Communication is good. This is the key to a strong relationship. However, constant communication is strange. I have a colleague whom a girl calls at least 12 times a day. Topics of conversation during calls are mostly minor: “Hi! I’m going to lunch. Have you already eaten? Well, good bye.” And after half an hour: “Can you imagine who I met in a cafe? Former classmate. You do not know her”. And an hour later: “I’m thinking, cook dinner tonight or order pizza.”

Such communication is adequate only for eighth graders. But in adulthood, you need to become more self-sufficient. It is not necessary to share with your partner every thought that comes to mind and report on every little thing that happens to you.

3. Take out a bad mood

You were yelled at at work, your coat was soiled in the subway, there was a queue in the store. You come home in a lousy mood, and … then your partner says something out of place. You fall for him. It is he who is to blame for the fact that your day was not a success! To do so is a special form of selfishness, indicating an inability to separate the personal from the general. If you behave like this all the time, you will soon believe yourself that your partner is the main reason for your bad mood. Then the relationship is over.

4. Control emotions

“You didn’t hug me hard enough”, “You’re not happy to see me”, “Why are you so serious”, “You don’t love me anymore”. You can’t constantly find out what emotions a partner is experiencing and why he does it. And it’s just as stupid to think that he is sad, sad or nervous solely because of you. Perhaps he is having trouble at work or he is tired.

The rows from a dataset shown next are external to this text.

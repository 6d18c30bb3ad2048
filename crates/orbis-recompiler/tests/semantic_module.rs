//! Semantic module loading: mnemonic matching, access discovery, and the
//! register layout check.

mod common;

use common::build_semantic_module;
use orbis_gcn::ops::{sop2, sopc, vopc};
use orbis_gcn::{Access, Family};
use orbis_ir::spv::{self, Op, StorageClass};
use orbis_ir::{Builder, Context, Kind, Location, Operand};
use orbis_recompiler::registers::RegId;
use orbis_recompiler::{SemanticError, SemanticModule};

#[test]
fn matches_short_mnemonics_across_families() {
    let mut ctx = Context::new();
    let module = SemanticModule::load(&mut ctx, &build_semantic_module()).expect("load");

    let add = module
        .find(Kind::Gcn(Family::Sop2), sop2::ADD_U32)
        .expect("add_u32 semantic");
    assert_eq!(add.params.len(), 2);
    assert!(add.params.iter().all(|param| param.access == Access::R));

    // The short name also binds the VOPC comparison with the same mnemonic.
    assert!(module
        .find(Kind::Gcn(Family::Sopc), sopc::CMP_EQ_U32)
        .is_some());
    assert!(module
        .find(Kind::Gcn(Family::Vopc), vopc::CMP_EQ_U32)
        .is_some());

    // Nothing was declared for shifts.
    assert!(module.find(Kind::Gcn(Family::Sop2), sop2::LSHL_B32).is_none());
}

#[test]
fn discovers_register_accesses() {
    let mut ctx = Context::new();
    let module = SemanticModule::load(&mut ctx, &build_semantic_module()).expect("load");

    assert!(module.registers.contains_key(&RegId::Scc));

    let add = module
        .find(Kind::Gcn(Family::Sop2), sop2::ADD_U32)
        .expect("add_u32 semantic");
    assert_eq!(add.register_access.get(&RegId::Scc), Some(&Access::W));

    // addc reads the carry in and writes it back out.
    let addc = module
        .find(Kind::Gcn(Family::Sop2), sop2::ADDC_U32)
        .expect("addc_u32 semantic");
    assert_eq!(addc.register_access.get(&RegId::Scc), Some(&Access::RW));
}

#[test]
fn rejects_register_variables_with_wrong_layout() {
    // A module that declares `scc` as a 32-bit integer instead of a bool.
    let mut ctx = Context::new();
    let loc = Location::Unknown;
    let u32_type = ctx.type_uint32();
    let pointer = ctx.type_pointer(StorageClass::Private, u32_type);
    let globals = ctx.section(spv::Section::Globals);
    let variable = Builder::append(&mut ctx, globals).variable(loc, pointer, StorageClass::Private);
    let debugs = ctx.section(spv::Section::Debugs);
    Builder::append(&mut ctx, debugs).name(loc, variable, "scc");
    let words = spv::serialize(&ctx, 0);

    let mut target = Context::new();
    let error = SemanticModule::load(&mut target, &words).expect_err("layout must be rejected");
    assert!(matches!(error, SemanticError::RegisterLayout { ref name } if name == "scc"));
}

#[test]
fn ignores_unnamed_and_unmatched_functions() {
    // A function whose name matches no mnemonic is kept but unmapped.
    let mut ctx = Context::new();
    let loc = Location::Unknown;
    let void_type = ctx.type_void();
    let fn_type = ctx.type_function(void_type, &[]);
    let functions = ctx.section(spv::Section::Functions);
    let function = Builder::append(&mut ctx, functions).emit_value(
        loc,
        Kind::Spv,
        Op::Function as u32,
        vec![
            void_type.into(),
            Operand::Int32(spv::FUNCTION_CONTROL_NONE),
            fn_type.into(),
        ],
    );
    {
        let functions = ctx.section(spv::Section::Functions);
        let mut builder = Builder::append(&mut ctx, functions);
        builder.label(loc);
        builder.ret(loc);
        builder.emit(loc, Kind::Spv, Op::FunctionEnd as u32, vec![]);
    }
    let debugs = ctx.section(spv::Section::Debugs);
    Builder::append(&mut ctx, debugs).name(loc, function, "helper_fn(;)");
    let words = spv::serialize(&ctx, 0);

    let mut target = Context::new();
    let module = SemanticModule::load(&mut target, &words).expect("load");
    assert!(module
        .find(Kind::Gcn(Family::Sop2), sop2::ADD_U32)
        .is_none());
}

It is normal to worry about the problems of another, especially if he is close to you. But you do not need to try to control and analyze his feelings all the time. If he wants, he will tell about everything.

5. Do everything together

Brush your teeth together, commute to work, spend your weekends, visit each other… what’s next? Wear the same T-shirts? No, it’s weird. The fact that you are together does not mean that now you have one common life for two.

People in a couple complement each other. You can and should even have different interests, hobbies, friends, biorhythms and habits. You don’t have to adjust your life for someone else. Moreover, every living person sometimes just needs to be alone.

6. Be extremely honest

Telling the truth is right, but you don’t have to tell your partner everything. He might be better off not knowing how much your shoes cost, that you don’t like the way he sings in the shower, and that you find his friend sexy. The main thing is not to get carried away. Some things that confuse or worry you are best discussed right away.

7. Settling scores

Some relationships eventually turn into a competition to see who screwed up the most. Partners begin at any opportunity to remember each other’s past grievances, mistakes and debts. This only exacerbates the feeling of dissatisfaction and mutual distrust. And in the end, it encourages partners to lie big, cheat and pretend.

8. To take care of

“You need to have lunch / dress warmly / drink medicine / go to the doctor” … When one partner turns into an annoying mom for the second, it’s annoying. Taking care of your loved one is great, but you don’t have to do it like it’s eight years old. He himself is able to decide when he needs to eat, how to dress.

9. Show off your relationship

This is the problem of our time. You are so happy that you want to inform the whole world about this through social networks. And now your page turns into a “memorial complex” of love with daily photos, sensual messages and confessions. Do not be surprised that friends are no longer able to like them.

10. Speak in hints

Instead of openly telling your partner about your problems, you are pushing him to the right solution. Say: “No, I’m not offended,” but with all your appearance you demonstrate the opposite. This is passive aggression, which shows that you are closed when communicating with a partner. This behavior causes uncertainty and irritation. It is better to be open about your desires, doubts and problems.

About the Developer

Chris Gage – Entrepreneur, blogger, columnist on love, relationships, business and self-improvement.